On the 13th, the fleet moved on to Sitia, at the eastern end of the island; and there, at Doria’s insistence, there was a general review at which it was revealed, to his ill-concealed satisfaction, that the Venetian galleys were indeed below strength, with only some eighty righting men per vessel as compared with the hundred-odd in the papal and Spanish squadrons. Once again he advised withdrawal, and although once again ultimately overruled he managed to delay departure three full days, long enough for Zane to sustain another severe blow: a report that the Turks had landed in Cyprus. It was now or never. On the night of 17 September the fleet sailed for the beleaguered island.

But off Castellorizo there came worse news still. Nicosia had fallen. Another council was called, at which Doria predictably redoubled his protestations. And now, for the first time, the Marquis of Santa Cruz, who as commander of the Neapolitan contingent was technically a subordinate of Doria’s but who had hitherto taken a considerably more robust line than his chief, also advised turning back. The capture of Nicosia, he pointed out, would mean a vast increase in the number of fighting men available for the Turkish fleet, and a corresponding upsurge in enemy morale – at the worst possible time, when the allied crews were becoming more and more dispirited. Colonna agreed with him; so, sadly and reluctantly, did old Girolamo Zane.
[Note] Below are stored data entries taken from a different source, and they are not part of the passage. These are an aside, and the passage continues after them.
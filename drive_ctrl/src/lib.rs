//! # Drive control library
//!
//! This library provides the trajectory planning and feedback control core
//! used to drive wheeled robots (differential, mecanum, and swerve) along
//! planned paths within their actuation limits.
//!
//! The main building blocks, leaf first:
//!
//! - [`geom`] - planar pose/rotation/twist value types used throughout.
//! - [`kinematics`] - stateless chassis-to-wheel conversions per drivetrain
//!   topology, with desaturation of over-limit wheel commands.
//! - [`profile`] - the closed form trapezoidal motion profile.
//! - [`traj`] - trajectories, the trajectory constraint family, and the time
//!   parameterizer which turns a geometric path into a timed trajectory.
//! - [`ctrl`] - feedback controllers: PID, profiled PID, Ramsete, and the
//!   linear time-varying (LTV) unicycle/differential drive controllers.
//! - [`estimator`] - the Kalman filter latency compensator used to fuse
//!   delayed external measurements into a running observer.
//!
//! Everything here is synchronous and bounded-time, designed to be called
//! once per fixed control period from a single control loop thread.

// ---------------------------------------------------------------------------
// MODULES
// ---------------------------------------------------------------------------

pub mod ctrl;
pub mod estimator;
pub mod geom;
pub mod kinematics;
pub mod profile;
pub mod traj;
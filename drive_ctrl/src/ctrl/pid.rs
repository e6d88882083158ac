//! PID feedback controller

// ---------------------------------------------------------------------------
// IMPORTS
// ---------------------------------------------------------------------------

// External
use log::warn;
use serde::Serialize;

// Internal
use util::maths::{clamp, input_modulus};

// ---------------------------------------------------------------------------
// CONSTANTS
// ---------------------------------------------------------------------------

/// Default controller period, in seconds.
pub const DEFAULT_PERIOD_S: f64 = 0.02;

// ---------------------------------------------------------------------------
// DATA STRUCTURES
// ---------------------------------------------------------------------------

/// A discrete PID feedback controller.
///
/// `calculate` is expected to be called once per fixed period. The
/// controller has no notion of wall-clock time; the period passed at
/// construction is what scales the integral and derivative terms.
#[derive(Debug, Clone)]
pub struct PidController {
    /// Proportional gain
    kp: f64,

    /// Integral gain
    ki: f64,

    /// Derivative gain
    kd: f64,

    /// Error magnitude above which the accumulator resets to zero
    izone: f64,

    /// Controller period
    period_s: f64,

    /// Lower clamp on the integral term's contribution to the output
    min_integral: f64,

    /// Upper clamp on the integral term's contribution to the output
    max_integral: f64,

    /// Range for continuous (wraparound) input
    min_input: f64,
    max_input: f64,
    continuous: bool,

    /// Current error (setpoint - measurement)
    position_error: f64,

    /// Change in error per second
    velocity_error: f64,

    /// Error of the previous cycle
    prev_error: f64,

    /// The integral accumulation
    total_error: f64,

    /// Tolerances for `at_setpoint`
    position_tolerance: f64,
    velocity_tolerance: f64,

    setpoint: f64,
    have_setpoint: bool,
    have_measurement: bool,
}

/// Read-only snapshot of a PID controller for telemetry.
#[derive(Debug, Default, Copy, Clone, Serialize)]
pub struct PidStatus {
    /// Proportional gain
    pub kp: f64,

    /// Integral gain
    pub ki: f64,

    /// Derivative gain
    pub kd: f64,

    /// Current setpoint
    pub setpoint: f64,

    /// Last computed error
    pub position_error: f64,

    /// Last computed error derivative
    pub velocity_error: f64,

    /// Current integral accumulation
    pub total_error: f64,
}

// ---------------------------------------------------------------------------
// IMPLEMENTATIONS
// ---------------------------------------------------------------------------

impl PidController {
    /// Create a new controller with the given gains and period.
    ///
    /// Negative gains are clamped to zero and a non-positive or non-finite
    /// period falls back to [`DEFAULT_PERIOD_S`], each with a logged
    /// warning. Construction never fails: a running control loop with
    /// degraded gains beats no control loop at all.
    pub fn new(kp: f64, ki: f64, kd: f64, period_s: f64) -> Self {
        let period_s = if period_s.is_finite() && period_s > 0.0 {
            period_s
        } else {
            warn!(
                "Invalid PID period {} s, falling back to {} s",
                period_s, DEFAULT_PERIOD_S
            );
            DEFAULT_PERIOD_S
        };

        Self {
            kp: Self::validated_gain("Kp", kp),
            ki: Self::validated_gain("Ki", ki),
            kd: Self::validated_gain("Kd", kd),
            izone: f64::INFINITY,
            period_s,
            min_integral: -1.0,
            max_integral: 1.0,
            min_input: 0.0,
            max_input: 0.0,
            continuous: false,
            position_error: 0.0,
            velocity_error: 0.0,
            prev_error: 0.0,
            total_error: 0.0,
            position_tolerance: 0.05,
            velocity_tolerance: f64::INFINITY,
            setpoint: 0.0,
            have_setpoint: false,
            have_measurement: false,
        }
    }

    /// Set the proportional, integral and derivative gains, with the same
    /// validation as construction.
    pub fn set_pid(&mut self, kp: f64, ki: f64, kd: f64) {
        self.kp = Self::validated_gain("Kp", kp);
        self.ki = Self::validated_gain("Ki", ki);
        self.kd = Self::validated_gain("Kd", kd);
    }

    /// Get the proportional gain.
    pub fn kp(&self) -> f64 {
        self.kp
    }

    /// Get the integral gain.
    pub fn ki(&self) -> f64 {
        self.ki
    }

    /// Get the derivative gain.
    pub fn kd(&self) -> f64 {
        self.kd
    }

    /// Get the controller period.
    pub fn period_s(&self) -> f64 {
        self.period_s
    }

    /// Set the IZone range. While the error magnitude exceeds `izone` the
    /// integral accumulator is held at zero, preventing windup far from the
    /// setpoint. Infinity (the default) disables the zone; a negative value
    /// is invalid and restores the default with a warning.
    pub fn set_izone(&mut self, izone: f64) {
        if izone < 0.0 || izone.is_nan() {
            warn!("Invalid IZone {}, falling back to infinity", izone);
            self.izone = f64::INFINITY;
        } else {
            self.izone = izone;
        }
    }

    /// Get the IZone range.
    pub fn izone(&self) -> f64 {
        self.izone
    }

    /// Enable continuous input over `[min_input, max_input)`.
    ///
    /// The endpoints are treated as the same point and the error becomes the
    /// signed shortest distance around the circle, so a heading controller
    /// never unwinds the long way across the wraparound.
    pub fn enable_continuous_input(&mut self, min_input: f64, max_input: f64) {
        self.continuous = true;
        self.min_input = min_input;
        self.max_input = max_input;
    }

    /// Disable continuous input.
    pub fn disable_continuous_input(&mut self) {
        self.continuous = false;
    }

    /// True if continuous input is enabled.
    pub fn is_continuous_input_enabled(&self) -> bool {
        self.continuous
    }

    /// Clamp the integral term's contribution to the output into
    /// `[min_integral, max_integral]` (anti-windup).
    pub fn set_integrator_range(&mut self, min_integral: f64, max_integral: f64) {
        self.min_integral = min_integral;
        self.max_integral = max_integral;
    }

    /// Set the error and error-derivative tolerances used by `at_setpoint`.
    pub fn set_tolerance(&mut self, position_tolerance: f64, velocity_tolerance: f64) {
        self.position_tolerance = position_tolerance;
        self.velocity_tolerance = velocity_tolerance;
    }

    /// Set the setpoint.
    pub fn set_setpoint(&mut self, setpoint: f64) {
        self.setpoint = setpoint;
        self.have_setpoint = true;
    }

    /// Get the setpoint.
    pub fn setpoint(&self) -> f64 {
        self.setpoint
    }

    /// Get the error of the last `calculate` call.
    pub fn position_error(&self) -> f64 {
        self.position_error
    }

    /// Get the error derivative of the last `calculate` call.
    pub fn velocity_error(&self) -> f64 {
        self.velocity_error
    }

    /// True if both the error and its derivative were within tolerance on
    /// the last `calculate` call. Always false before the first calculation.
    pub fn at_setpoint(&self) -> bool {
        self.have_measurement
            && self.have_setpoint
            && self.position_error.abs() < self.position_tolerance
            && self.velocity_error.abs() < self.velocity_tolerance
    }

    /// Get the next controller output for the given measurement.
    pub fn calculate(&mut self, measurement: f64) -> f64 {
        self.prev_error = self.position_error;
        self.have_measurement = true;

        if self.continuous {
            let error_bound = (self.max_input - self.min_input) / 2.0;
            self.position_error =
                input_modulus(self.setpoint - measurement, -error_bound, error_bound);
        } else {
            self.position_error = self.setpoint - measurement;
        }

        self.velocity_error = (self.position_error - self.prev_error) / self.period_s;

        // Outside the IZone the accumulator resets; inside it accumulates,
        // clamped so the integral contribution stays within the configured
        // range. The division by Ki only happens after the Ki != 0 check.
        if self.position_error.abs() > self.izone {
            self.total_error = 0.0;
        } else if self.ki != 0.0 {
            self.total_error = clamp(
                self.total_error + self.position_error * self.period_s,
                self.min_integral / self.ki,
                self.max_integral / self.ki,
            );
        }

        self.kp * self.position_error + self.ki * self.total_error + self.kd * self.velocity_error
    }

    /// Set a new setpoint and get the next controller output.
    pub fn calculate_with_setpoint(&mut self, measurement: f64, setpoint: f64) -> f64 {
        self.set_setpoint(setpoint);
        self.calculate(measurement)
    }

    /// Clear the accumulated state (errors and integrator) without touching
    /// the gains or setpoint.
    pub fn reset(&mut self) {
        self.position_error = 0.0;
        self.prev_error = 0.0;
        self.velocity_error = 0.0;
        self.total_error = 0.0;
        self.have_measurement = false;
    }

    /// Get a telemetry snapshot of the controller.
    pub fn status(&self) -> PidStatus {
        PidStatus {
            kp: self.kp,
            ki: self.ki,
            kd: self.kd,
            setpoint: self.setpoint,
            position_error: self.position_error,
            velocity_error: self.velocity_error,
            total_error: self.total_error,
        }
    }

    /// Validate a gain value, clamping negatives and NaN to zero with a
    /// warning.
    fn validated_gain(name: &str, gain: f64) -> f64 {
        if gain.is_nan() || gain < 0.0 {
            warn!("Invalid PID gain {} = {}, clamping to 0.0", name, gain);
            0.0
        } else {
            gain
        }
    }
}

// ---------------------------------------------------------------------------
// TESTS
// ---------------------------------------------------------------------------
One voice only was raised in favour of a continued advance: that of Sebastiano Venier, who argued that, however strong the Turks might be, they would almost certainly be a good deal stronger next year – when, incidentally, the allies were most unlikely to have a fleet of over 200 sail to throw against them.

They were brave words, but they failed to convince; and the mighty fleet, flying the banners of Christendom, turned about and sailed for home without having once sighted the enemy. In an almost pathetic attempt to salvage the last shreds of his reputation, poor Zane proposed that the allies should at least try to inflict some damage on enemy territory during their return journey; but once again his hopes were sabotaged by Doria’s impatience to get home. By the time he reached Corfu on 17 November – having stopped in Crete on the way – a new epidemic had broken out in his ships and he himself was, mentally and physically, a broken man. Lacking even the heart to return home, he wrote to the Senate asking to be relieved of his post. His request was granted, and on 13 December Sebastiano Venier was appointed Captain-General in his stead.

So ended one of the most humiliating episodes in the history of Venice. Unless it were argued that, having provided some three quarters of the combined fleet, she should not have lost time waiting for her allies but should have pressed on alone in June, she could not in fairness be held responsible; but neither could she escape her share of the disgrace, much of which fell on the undeserving head of old Girolamo Zane himself. Ordered back to Venice early in 1571, in the following year – the cause of the delay is unknown – he was summoned by the Council of Ten to answer several grave charges relating to his conduct during the expedition. After a long inquiry he was acquitted – but too late. In September 1572 he had died in prison.

The fate of Gian Andrea Doria was somewhat different. Philip II had been left in no doubt of the bitter feelings his admiral had aroused; Pope Pius, indeed, on receiving Colonna’s report, had sent the King a formal letter of complaint. But Philip chose to ignore it. Doria had obeyed his instructions to the letter, and was rewarded by immediate promotion to the rank of General, with seniority over all the commanders of the fleets of Spain, Naples and Sicily – in which capacity he was to do still further damage to the Christian cause before his unedifying career was over.